Quest’anno erano presenti anche artisti dalla Spagna, come Javier Galiana & Spice Berberechos, tra i primi a sperimentare fusioni tra il jazz e il flamenco. Il concerto che hanno tenuto all’interno di un’abitazione storica, vecchia di almeno cinquecento anni e ora trasformata in un ristorante-museo, ha visto tra gli spettatori un gruppo di una trentina di turisti israeliani, "avanguardia" di un gruppo piuttosto numeroso (circa 600) che dovrebbero visitare la regione di Scutari durante l’estate.
In questa zona, il paesaggio montano combina elegantemente elementi del ricco passato con usi e costumi tradizionali albanesi. Nonostante il fatto che qui il turismo sia ancora un fenomeno limitato, i numeri parlano di un costante aumento.
Dopo aver guidato i suoi ospiti nella casa museo, il direttore del museo civico, Zamir Tafilica, spiega che i turisti arrivano soprattutto dal vicino Montenegro. Scutari è a pochi chilometri dal confine, e divide col Montenegro anche il lago che porta il suo nome, il più esteso di tutta la penisola balcanica.

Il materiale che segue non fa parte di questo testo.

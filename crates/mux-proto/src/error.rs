//! Error types for the mux wire protocol.
//!
//! Framing errors surface here; transport crates wrap [`ProtoError`] in
//! their own error enums at crate boundaries.

use thiserror::Error;

/// Errors that can occur within the `mux-proto` crate.
#[derive(Debug, Error)]
pub enum ProtoError {
    // --- Identity ---
    #[error("failed to generate self-signed certificate: {0}")]
    CertificateGeneration(String),

    // --- TLS ---
    #[error("TLS configuration error: {0}")]
    TlsConfiguration(String),

    // --- Framing ---
    #[error("frame too large: {size} bytes (max {max})")]
    FrameTooLarge { size: usize, max: usize },

    #[error("frame has no payload")]
    EmptyFrame,

    #[error("protobuf encode error: {0}")]
    ProtobufEncode(#[from] prost::EncodeError),

    #[error("protobuf decode error: {0}")]
    ProtobufDecode(#[from] prost::DecodeError),
}

/// Result type alias using [`ProtoError`].
pub type Result<T> = std::result::Result<T, ProtoError>;

/// Application error codes carried in QUIC `CONNECTION_CLOSE` / `RESET_STREAM`.
pub mod code {
    /// Orderly shutdown, no error.
    pub const NO_ERROR: u32 = 0x0;
    /// The peer is going away; in-flight work may be dropped.
    pub const GOAWAY: u32 = 0x1;
    /// The stream was cancelled by the local side.
    pub const CANCEL: u32 = 0x8;
    /// A frame could not be decoded.
    pub const FRAME_ERROR: u32 = 0x10;
}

Vicino alla città, che dista appena una trentina di chilometri dal litorale adriatico, scorrono anche la bellezza di tre fiumi. Tafilica dichiara che, l’anno scorso, almeno 500 turisti stranieri al giorno hanno fatto una gita a Scutari.
Tra le località da visitare, a parte il museo, c’è l’antico castello di Rozafa, forse il meglio conservato dell’Albania. C’è poi il ricchissimo archivio fotografico della famiglia Marubi, che contiene migliaia di scatti presi a Scutari e dintorni tra il 1860 e il 1950. Da visitare c’è poi la casa in cui Madre Teresa ha vissuto un anno durante la sua giovinezza, insieme ad antiche botteghe sopravvissute alla modernizzazione economica della città.
La gente di Scutari è molto aperta e comunicativa, anche vista l’antica tradizione commerciale. Oggi le relazioni col Kosovo tornano ad essere forti, ma la città si sta aprendo anche a nuove relazioni di carattere europeo, che stanno lentamente gettando radici.
E per quanto riguarda il jazz, c’è la reale possibilità che possa competere ad armi pari con le biciclette, per divenire simbolo e parte inseparabile della vita di Scutari.